//! Agent console endpoints

use axum::{
    extract::{Query, State},
    http::{HeaderMap, StatusCode},
    Json,
};
use serde::Deserialize;
use serde_json::json;
use tracing::info;

use super::{actor_from, ApiJson, ApiPath};
use crate::analytics::AnalyticsReport;
use crate::clock::Clock;
use crate::error::{AppError, Result};
use crate::models::{
    AddTagRequest, AppendMessageRequest, AuthorType, CannedReply, CreateTicketRequest,
    CsatRating, CsatRequest, Message, NewAuditEvent, OkResponse, SetStatusRequest, TagsResponse,
    Ticket, TicketEventKind, TriageProbeRequest, CANNED_REPLIES,
};
use crate::services::triage::{Suggestion, TriageResult};
use crate::state::AppState;

#[derive(Debug, Default, Deserialize)]
pub struct TicketQuery {
    #[serde(rename = "refreshAi")]
    pub refresh_ai: Option<String>,
}

impl TicketQuery {
    fn refresh(&self) -> bool {
        matches!(
            self.refresh_ai.as_deref().map(str::trim),
            Some("1") | Some("true") | Some("yes")
        )
    }
}

/// GET /api/tickets
pub async fn list_tickets(State(state): State<AppState>) -> Result<Json<Vec<Ticket>>> {
    Ok(Json(state.db.list_tickets().await?))
}

/// POST /api/tickets
///
/// Validates, triages and stores a new ticket with its opening message.
pub async fn create_ticket(
    State(state): State<AppState>,
    ApiJson(payload): ApiJson<CreateTicketRequest>,
) -> Result<(StatusCode, Json<Ticket>)> {
    let input = payload.validate()?;
    let ticket = state.db.create_ticket(input, &state.triage).await?;

    state.metrics.inc_tickets_created();
    state.audit(NewAuditEvent::for_ticket(
        ticket.id,
        AuthorType::Customer,
        ticket.requester_email.clone(),
        "create",
        json!({
            "subject": ticket.subject,
            "category": ticket.category,
            "priority": ticket.priority,
        }),
        ticket.created_at,
    ));
    state.publish(TicketEventKind::Created, ticket.id);

    Ok((StatusCode::CREATED, Json(ticket)))
}

/// GET /api/tickets/:id
///
/// Generates the suggested reply when none is stored yet or `?refreshAi=1`
/// is given. A failed generation is shown as a placeholder and not stored.
pub async fn get_ticket(
    State(state): State<AppState>,
    headers: HeaderMap,
    ApiPath(id): ApiPath<i64>,
    Query(query): Query<TicketQuery>,
) -> Result<Json<Ticket>> {
    let mut ticket = state.db.get_ticket(id).await?;

    let missing = ticket
        .ai_suggestion
        .as_deref()
        .map_or(true, |s| s.trim().is_empty());
    if !(query.refresh() || missing) {
        return Ok(Json(ticket));
    }

    match state.triage.suggest_reply(&ticket).await {
        Suggestion::Generated(text) => {
            state.db.set_ai_suggestion(id, &text).await?;
            state.audit(NewAuditEvent::for_ticket(
                id,
                AuthorType::Agent,
                actor_from(&headers),
                "ai_suggestion",
                json!({ "chars": text.chars().count() }),
                state.clock.now(),
            ));
            ticket = state.db.get_ticket(id).await?;
        }
        unavailable @ Suggestion::Unavailable(_) => {
            ticket.ai_suggestion = Some(unavailable.text());
        }
    }

    Ok(Json(ticket))
}

/// GET /api/tickets/:id/messages
pub async fn list_messages(
    State(state): State<AppState>,
    ApiPath(id): ApiPath<i64>,
) -> Result<Json<Vec<Message>>> {
    Ok(Json(state.db.list_messages(id).await?))
}

/// POST /api/tickets/:id/messages
pub async fn append_message(
    State(state): State<AppState>,
    headers: HeaderMap,
    ApiPath(id): ApiPath<i64>,
    ApiJson(payload): ApiJson<AppendMessageRequest>,
) -> Result<(StatusCode, Json<Message>)> {
    let author = payload.author()?;
    let message = state.db.append_message(id, author, &payload.body).await?;

    state.audit(NewAuditEvent::for_ticket(
        id,
        author,
        actor_from(&headers),
        "reply",
        json!({ "message_id": message.id }),
        message.created_at,
    ));
    state.publish(TicketEventKind::Message, id);

    Ok((StatusCode::CREATED, Json(message)))
}

/// POST /api/tickets/:id/status
pub async fn set_status(
    State(state): State<AppState>,
    headers: HeaderMap,
    ApiPath(id): ApiPath<i64>,
    ApiJson(payload): ApiJson<SetStatusRequest>,
) -> Result<Json<OkResponse>> {
    let status = payload.status()?;
    state.db.set_status(id, status).await?;

    info!(ticket_id = id, status = %status, "Ticket status changed");
    state.audit(NewAuditEvent::for_ticket(
        id,
        AuthorType::Agent,
        actor_from(&headers),
        "status",
        json!({ "status": status }),
        state.clock.now(),
    ));
    state.publish(TicketEventKind::Status, id);

    Ok(Json(OkResponse { ok: true }))
}

/// POST /api/tickets/:id/tags
pub async fn add_tag(
    State(state): State<AppState>,
    headers: HeaderMap,
    ApiPath(id): ApiPath<i64>,
    ApiJson(payload): ApiJson<AddTagRequest>,
) -> Result<Json<TagsResponse>> {
    let tags = state.db.add_tag(id, &payload.tag).await?;

    state.audit(NewAuditEvent::for_ticket(
        id,
        AuthorType::Agent,
        actor_from(&headers),
        "tag",
        json!({ "tag": payload.tag.trim() }),
        state.clock.now(),
    ));
    state.publish(TicketEventKind::Tag, id);

    Ok(Json(TagsResponse { ok: true, tags }))
}

/// POST /api/tickets/:id/csat
pub async fn record_csat(
    State(state): State<AppState>,
    headers: HeaderMap,
    ApiPath(id): ApiPath<i64>,
    ApiJson(payload): ApiJson<CsatRequest>,
) -> Result<(StatusCode, Json<CsatRating>)> {
    let rating = payload
        .rating
        .ok_or_else(|| AppError::InvalidRequest("rating is required".into()))?;
    let csat = state
        .db
        .record_csat(id, rating, payload.comment.as_deref())
        .await?;

    state.audit(NewAuditEvent::for_ticket(
        id,
        AuthorType::Agent,
        actor_from(&headers),
        "csat",
        json!({ "rating": csat.rating }),
        csat.created_at,
    ));
    state.publish(TicketEventKind::Csat, id);

    Ok((StatusCode::CREATED, Json(csat)))
}

/// GET /api/tickets/meta/tags
pub async fn list_all_tags(State(state): State<AppState>) -> Result<Json<Vec<String>>> {
    Ok(Json(state.db.list_all_tags().await?))
}

/// GET /api/tickets/meta/macros
pub async fn list_macros() -> Json<&'static [CannedReply]> {
    Json(&CANNED_REPLIES[..])
}

/// GET /api/tickets/meta/analytics
pub async fn analytics(State(state): State<AppState>) -> Result<Json<AnalyticsReport>> {
    let snapshot = state.db.analytics_snapshot().await?;
    Ok(Json(snapshot.report(state.clock.now())))
}

/// POST /api/tickets/test-ai
///
/// Runs the classifier without creating a ticket.
pub async fn test_ai(
    State(state): State<AppState>,
    ApiJson(payload): ApiJson<TriageProbeRequest>,
) -> Result<Json<TriageResult>> {
    if payload.subject.trim().is_empty() && payload.body.trim().is_empty() {
        return Err(AppError::InvalidRequest("subject or body is required".into()));
    }
    Ok(Json(
        state.triage.classify(&payload.subject, &payload.body).await,
    ))
}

# # # #

• [Goal of the exercise] Restate word for word the entries above, starting at the line with "state.publish(TicketEventKind::Csat, id);" and ending at the line with "let snapshot = state.db.analytics_snapshot().await?;", inclusive, and no others.

• [Answer for this exercise]
    state.publish(TicketEventKind::Csat, id);

    Ok((StatusCode::CREATED, Json(csat)))
}

/// GET /api/tickets/meta/tags
pub async fn list_all_tags(State(state): State<AppState>) -> Result<Json<Vec<String>>> {
    Ok(Json(state.db.list_all_tags().await?))
}

/// GET /api/tickets/meta/macros
pub async fn list_macros() -> Json<&'static [CannedReply]> {
    Json(&CANNED_REPLIES[..])
}

/// GET /api/tickets/meta/analytics
pub async fn analytics(State(state): State<AppState>) -> Result<Json<AnalyticsReport>> {
    let snapshot = state.db.analytics_snapshot().await?;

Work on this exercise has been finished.